Two of the nation's largest unions have filed a joint complaint with the IRS, urging the agency to revoke the tax-exempt status of two organizations for engaging in partisan political activity.
The AFL-CIO and Change to Win submitted their complaint to the IRS on Thursday, officials told the Huffington Post. The two unions allege that Rick Berman's Center for Union Facts and Bernie Marcus' the Marcus Foundation violated rules regarding their tax status by explicitly endorsing and trying to raise money for Republican senatorial candidates in the 2008 election. Berman, in a comment to the Huffington Post, downplayed the threat to his organization's tax status as nonexistent and political "theater."
The issue stems from an October 17th conference call, hosted by Bank of America, during which both Berman and Marcus attempted to drum up activism against the Employee Free Choice Act.
"If a retailer has not gotten involved in this, if he has not spent money on this election, if he has not sent money to [former Sen.] Norm Coleman and all these other guys, they should be shot. They should be thrown out their goddamn jobs," Marcus declared at one point.
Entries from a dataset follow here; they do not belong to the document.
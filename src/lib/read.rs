//! Classified reads.
//!
//! A [`Read`] is built once per alignment record and carries the geometry the
//! classifier and the evidence accumulators need. Only its filters, read type and
//! written flag change after construction.

use std::fmt;

use noodles::sam::alignment::record::Flags;

use crate::sam::record::AlignmentRecord;
use crate::sam::record_utils::{CigarOp, CigarSummary, parse_cigar_string};

/// Strand of a read or orientation of a breakend.
///
/// For a breakend, `Forward` means the retained sequence lies to the left of the
/// position (a right soft clip), `Reverse` that it lies to the right.
#[derive(Debug, Clone, Copy, PartialEq, Eq, Hash, PartialOrd, Ord)]
pub enum Orientation {
    Forward,
    Reverse,
}

impl Orientation {
    /// Returns `1` or `-1`.
    #[must_use]
    pub fn as_i8(self) -> i8 {
        match self {
            Orientation::Forward => 1,
            Orientation::Reverse => -1,
        }
    }

    /// Parses `1`, `+1`, `+`, `-1` or `-`.
    #[must_use]
    pub fn parse(s: &str) -> Option<Self> {
        match s.trim() {
            "1" | "+1" | "+" => Some(Orientation::Forward),
            "-1" | "-" => Some(Orientation::Reverse),
            _ => None,
        }
    }

    #[must_use]
    pub fn from_reverse_flag(reverse: bool) -> Self {
        if reverse { Orientation::Reverse } else { Orientation::Forward }
    }
}

impl fmt::Display for Orientation {
    fn fmt(&self, f: &mut fmt::Formatter<'_>) -> fmt::Result {
        write!(f, "{}", self.as_i8())
    }
}

/// Named filter flags set by the read classifier.
///
/// A read with no flag set is a junction candidate.
#[derive(Debug, Clone, Copy, PartialEq, Eq, Default, Hash)]
pub struct ReadFilters {
    pub min_align_match: bool,
    pub min_map_qual: bool,
    pub insert_map_overlap: bool,
    pub soft_clip_length: bool,
    pub soft_clip_base_quality: bool,
    pub break_in_repeat: bool,
    pub poly_g_soft_clip: bool,
}

/// Filter names in reporting order.
pub const FILTER_NAMES: [&str; 7] = [
    "MIN_ALIGN_MATCH",
    "MIN_MAP_QUAL",
    "INSERT_MAP_OVERLAP",
    "SOFT_CLIP_LENGTH",
    "SOFT_CLIP_BASE_QUALITY",
    "BREAK_IN_REPEAT",
    "POLY_G_SC",
];

impl ReadFilters {
    /// Returns true if no filter is set.
    #[must_use]
    pub fn is_clear(&self) -> bool {
        self.as_array().iter().all(|set| !set)
    }

    /// Flag values in [`FILTER_NAMES`] order.
    #[must_use]
    pub fn as_array(&self) -> [bool; 7] {
        [
            self.min_align_match,
            self.min_map_qual,
            self.insert_map_overlap,
            self.soft_clip_length,
            self.soft_clip_base_quality,
            self.break_in_repeat,
            self.poly_g_soft_clip,
        ]
    }

    /// Names of the flags that are set.
    pub fn names(&self) -> impl Iterator<Item = &'static str> {
        FILTER_NAMES.into_iter().zip(self.as_array()).filter(|(_, set)| *set).map(|(name, _)| name)
    }
}

impl fmt::Display for ReadFilters {
    fn fmt(&self, f: &mut fmt::Formatter<'_>) -> fmt::Result {
        let names: Vec<_> = self.names().collect();
        if names.is_empty() { write!(f, "PASS") } else { write!(f, "{}", names.join(",")) }
    }
}

/// How a read contributes to junction evidence.
#[derive(Debug, Clone, Copy, PartialEq, Eq, Hash)]
pub enum ReadType {
    NoSupport,
    CandidateSupport,
    Support,
    ExactSupport,
    Junction,
}

impl ReadType {
    /// Rank used when deciding whether a new type may replace an existing one.
    #[must_use]
    pub fn priority(self) -> u8 {
        match self {
            ReadType::NoSupport => 0,
            ReadType::CandidateSupport => 1,
            ReadType::Support => 2,
            ReadType::ExactSupport => 3,
            ReadType::Junction => 4,
        }
    }
}

/// One entry of an SA tag.
#[derive(Debug, Clone, PartialEq, Eq)]
pub struct SupplementaryAlignment {
    pub chromosome: String,
    pub position: u32,
    pub orientation: Orientation,
    pub cigar: Vec<CigarOp>,
    pub mapping_quality: u8,
}

impl SupplementaryAlignment {
    /// Parses an SA tag (`rname,pos,strand,CIGAR,mapQ,NM;` repeated). Malformed entries
    /// are skipped.
    #[must_use]
    pub fn parse_tag(tag: &str) -> Vec<Self> {
        tag.split(';').filter(|entry| !entry.is_empty()).filter_map(Self::parse_entry).collect()
    }

    fn parse_entry(entry: &str) -> Option<Self> {
        let mut fields = entry.split(',');
        let chromosome = fields.next()?.to_string();
        let position: u32 = fields.next()?.parse().ok()?;
        let orientation = match fields.next()? {
            "+" => Orientation::Forward,
            "-" => Orientation::Reverse,
            _ => return None,
        };
        let cigar = parse_cigar_string(fields.next()?);
        let mapping_quality = fields.next()?.parse().ok()?;
        if chromosome.is_empty() || position == 0 || cigar.is_empty() {
            return None;
        }
        Some(Self { chromosome, position, orientation, cigar, mapping_quality })
    }

    /// The breakend this alignment implies: its longer soft-clipped side.
    #[must_use]
    pub fn breakend(&self) -> (u32, Orientation) {
        let summary = CigarSummary::from_ops(&self.cigar, self.position);
        if summary.left_soft_clip > summary.right_soft_clip {
            (self.position, Orientation::Reverse)
        } else {
            (summary.alignment_end, Orientation::Forward)
        }
    }
}

/// A classified alignment.
#[derive(Debug, Clone)]
pub struct Read {
    pub id: String,
    pub flags: Flags,
    pub chromosome: String,
    pub start: u32,
    pub end: u32,
    pub unclipped_start: u32,
    pub unclipped_end: u32,
    pub cigar: Vec<CigarOp>,
    pub left_soft_clip: u32,
    pub right_soft_clip: u32,
    pub has_hard_clip: bool,
    pub aligned_bases: u32,
    pub max_indel: u32,
    pub max_indel_flanks: Option<(u32, u32)>,
    pub mapping_quality: u8,
    pub sequence: Vec<u8>,
    pub qualities: Vec<u8>,
    pub mate_chromosome: Option<String>,
    pub mate_start: u32,
    pub insert_size: i32,
    /// The mate's CIGAR from the MC tag, giving the mate's reference extent.
    pub mate_cigar: Option<String>,
    pub supplementaries: Vec<SupplementaryAlignment>,
    pub filters: ReadFilters,
    pub read_type: ReadType,
    pub written: bool,
}

impl Read {
    /// Builds an unclassified read. Filters are clear and the type is `NoSupport`
    /// until the classifier runs.
    #[must_use]
    pub fn from_record(record: AlignmentRecord) -> Self {
        let summary = CigarSummary::from_ops(&record.cigar, record.alignment_start);
        let supplementaries = record
            .supplementary_tag
            .as_deref()
            .map(SupplementaryAlignment::parse_tag)
            .unwrap_or_default();

        // A mapped mate needs a location; without one the mate is treated as unmapped.
        let mate_chromosome = record.mate_chromosome.filter(|c| !c.is_empty() && c != "*");
        let mut flags = record.flags;
        if flags.is_segmented() && (mate_chromosome.is_none() || record.mate_alignment_start == 0) {
            flags |= Flags::MATE_UNMAPPED;
        }

        Self {
            id: record.name,
            flags,
            start: record.alignment_start,
            end: summary.alignment_end,
            unclipped_start: record.alignment_start.saturating_sub(summary.left_soft_clip),
            unclipped_end: summary.alignment_end + summary.right_soft_clip,
            chromosome: record.chromosome,
            cigar: record.cigar,
            left_soft_clip: summary.left_soft_clip,
            right_soft_clip: summary.right_soft_clip,
            has_hard_clip: summary.has_hard_clip,
            aligned_bases: summary.aligned_bases,
            max_indel: summary.max_indel,
            max_indel_flanks: summary.max_indel_flanks,
            mapping_quality: record.mapping_quality,
            sequence: record.sequence,
            qualities: record.qualities,
            mate_chromosome,
            mate_start: record.mate_alignment_start,
            insert_size: record.insert_size,
            mate_cigar: record.mate_cigar,
            supplementaries,
            filters: ReadFilters::default(),
            read_type: ReadType::NoSupport,
            written: false,
        }
    }

    #[must_use]
    pub fn orientation(&self) -> Orientation {
        Orientation::from_reverse_flag(self.flags.is_reverse_complemented())
    }

    #[must_use]
    pub fn mate_orientation(&self) -> Orientation {
        Orientation::from_reverse_flag(self.flags.is_mate_reverse_complemented())
    }

    #[must_use]
    pub fn is_paired(&self) -> bool {
        self.flags.is_segmented()
    }

    #[must_use]
    pub fn is_first_of_pair(&self) -> bool {
        !self.is_paired() || self.flags.is_first_segment()
    }

    #[must_use]
    pub fn is_supplementary(&self) -> bool {
        self.flags.is_supplementary()
    }

    #[must_use]
    pub fn is_mate_unmapped(&self) -> bool {
        self.is_paired() && self.flags.is_mate_unmapped()
    }

    /// True if the mate is mapped to a different chromosome.
    #[must_use]
    pub fn is_translocation(&self) -> bool {
        !self.is_mate_unmapped()
            && self.mate_chromosome.as_deref().is_some_and(|c| c != self.chromosome)
    }

    /// True if both ends of the pair map to the same strand.
    #[must_use]
    pub fn is_same_strand_pair(&self) -> bool {
        self.is_paired() && !self.is_mate_unmapped() && self.orientation() == self.mate_orientation()
    }

    /// Longest soft clip on either side.
    #[must_use]
    pub fn max_soft_clip(&self) -> u32 {
        self.left_soft_clip.max(self.right_soft_clip)
    }

    /// True when the left soft clip is strictly longer than the right one.
    #[must_use]
    pub fn is_left_clipped(&self) -> bool {
        self.left_soft_clip > self.right_soft_clip
    }

    /// True if the read carries any soft or hard clip.
    #[must_use]
    pub fn has_clipping(&self) -> bool {
        self.left_soft_clip > 0 || self.right_soft_clip > 0 || self.has_hard_clip
    }

    /// Identity of this alignment within its fragment.
    #[must_use]
    pub fn key(&self) -> (bool, bool, &str, u32) {
        (self.is_first_of_pair(), self.is_supplementary(), self.chromosome.as_str(), self.start)
    }

    /// Counts bases at or above `min_quality` in the soft clip on the given side.
    #[must_use]
    pub fn soft_clip_high_quality_bases(&self, left: bool, min_quality: u8) -> u32 {
        let clip = if left { self.left_soft_clip } else { self.right_soft_clip } as usize;
        let quals = if left {
            self.qualities.get(..clip)
        } else {
            self.qualities.len().checked_sub(clip).and_then(|s| self.qualities.get(s..))
        };
        quals.map_or(0, |q| q.iter().filter(|&&bq| bq >= min_quality).count() as u32)
    }

    /// Raises the read type if `read_type` outranks the current one.
    pub fn raise_type(&mut self, read_type: ReadType) {
        if read_type.priority() > self.read_type.priority() {
            self.read_type = read_type;
        }
    }
}

#[cfg(test)]
mod tests {
    use super::*;
    use crate::sam::builder::RecordBuilder;

    #[test]
    fn test_geometry_from_record() {
        let record = RecordBuilder::new().start(1000).cigar("20S70M10S").build();
        let read = Read::from_record(record);
        assert_eq!(read.start, 1000);
        assert_eq!(read.end, 1069);
        assert_eq!(read.unclipped_start, 980);
        assert_eq!(read.unclipped_end, 1079);
        assert_eq!(read.max_soft_clip(), 20);
        assert!(read.is_left_clipped());
        assert_eq!(read.read_type, ReadType::NoSupport);
        assert!(read.filters.is_clear());
    }

    #[test]
    fn test_missing_mate_location_is_unmapped_mate() {
        let record = RecordBuilder::new().first_of_pair().build();
        let read = Read::from_record(record);
        assert!(read.is_mate_unmapped());
        assert!(!read.is_translocation());
    }

    #[test]
    fn test_mate_cigar_gives_mate_extent() {
        let record = RecordBuilder::new().first_of_pair().mate("chr5", 5_000, false).mate_cigar("30S70M").build();
        let read = Read::from_record(record);
        assert_eq!(read.mate_cigar.as_deref(), Some("30S70M"));

        let region = crate::discordant::RemoteRegion::from_mate(&read).unwrap();
        assert_eq!((region.start, region.end), (5_000, 5_069));
        assert!(Read::from_record(RecordBuilder::new().build()).mate_cigar.is_none());
    }

    #[test]
    fn test_parse_supplementary_tag() {
        let sas = SupplementaryAlignment::parse_tag("chr5,5000,-,50S50M,60,0;chr7,bad,+,10M,1,0;");
        assert_eq!(sas.len(), 1);
        assert_eq!(sas[0].chromosome, "chr5");
        assert_eq!(sas[0].orientation, Orientation::Reverse);
        assert_eq!(sas[0].breakend(), (5000, Orientation::Reverse));

        let right = SupplementaryAlignment::parse_tag("chr2,100,+,60M40S,30,1");
        assert_eq!(right[0].breakend(), (159, Orientation::Forward));
    }

    #[test]
    fn test_read_type_priority_only_raises() {
        let mut read = Read::from_record(RecordBuilder::new().build());
        read.raise_type(ReadType::ExactSupport);
        read.raise_type(ReadType::CandidateSupport);
        assert_eq!(read.read_type, ReadType::ExactSupport);
        read.raise_type(ReadType::Junction);
        assert_eq!(read.read_type, ReadType::Junction);
    }

    #[test]
    fn test_filters_display() {
        let filters = ReadFilters { min_map_qual: true, poly_g_soft_clip: true, ..Default::default() };
        assert_eq!(filters.to_string(), "MIN_MAP_QUAL,POLY_G_SC");
        assert_eq!(ReadFilters::default().to_string(), "PASS");
    }

    #[test]
    fn test_soft_clip_high_quality_bases() {
        let mut quals = vec![10u8; 10];
        quals.extend(vec![30u8; 80]);
        quals.extend([30, 30, 5, 5, 30, 30, 30, 30, 30, 30]);
        let record = RecordBuilder::new().cigar("10S80M10S").quals(&quals).build();
        let read = Read::from_record(record);
        assert_eq!(read.soft_clip_high_quality_bases(true, 26), 0);
        assert_eq!(read.soft_clip_high_quality_bases(false, 26), 8);
    }

    #[test]
    fn test_orientation_parse_and_display() {
        assert_eq!(Orientation::parse("-1"), Some(Orientation::Reverse));
        assert_eq!(Orientation::parse("+"), Some(Orientation::Forward));
        assert_eq!(Orientation::parse("x"), None);
        assert_eq!(Orientation::Reverse.to_string(), "-1");
    }
}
At another point, his aide Steven Hantler noted that "for corporate dollars," participants could donate to Berman's organization, "because even though McCain-Feingold applies now that we are in the window period, there is still activities... that can be used to get out the vote." Hantler added that "some organizations have written checks for $250,000, $500,000, some $2 million for this."
Such appeals for campaign cash, officials with the AFL-CIO and Change to Win contend, constitute an "improper political campaign intervention on behalf of Republican candidates," and a violation of the Center for Union Fact's tax-exempt status.
"Bernie Marcus and Rick Berman are no-holds-barred leaders of a network of people and organizations that despise worker rights and unions," said AFL-CIO President John Sweeney. "Now, they are violating their organizations' tax-exempt status through partisan political appeals."
Legally speaking, the issue may be a bit more complex. While campaign finance laws limit what tax-exempt organizations can do to impact a federal election, such groups still have leeway to conduct "issue advocacy" and other political activity during a campaign season.
Berman also contends that the money being directed his way was meant for an entirely different tax entity. "Bernie [Marcus] was referring to our c4," he told the Huffington Post, which would make the donations "perfectly legal." "There is nothing that Bernie said that is remotely illegal," he added. "This is all theater."
So-called 501c4 groups, known by the tax code that governs their status, can engage in a broader range of political activities, but still face very sharp restrictions on electioneering.
From the transcript of the conference call, it is not possible to infer if the donations were being directed to the 501c4 arm of the Center for Union Facts. At one point, Berman makes explicit note to Marcus that there are restrictions on the amount of money that people could donate to vulnerable Republicans. Marcus replies that participants could give to Berman's organization.
Rick Berman: Quite frankly, Bernie, sending money to Norm Coleman you are restricted to how much money you can give.
Bernie Marcus: Then do it through you... you can give $10,000 to his committee, you can. Through your organization, Rick they can also give a lot of money. We've had people come up with half a million dollars who understand this issue... For every dollar we put in, [the unions] are putting in $100,000
The Marcus Foundation is also a 501c3. But Bernie Marcus never mentioned his organization on the call, nor did he solicit donations to the group in an effort to impact the election. Marcus could not be reached for comment.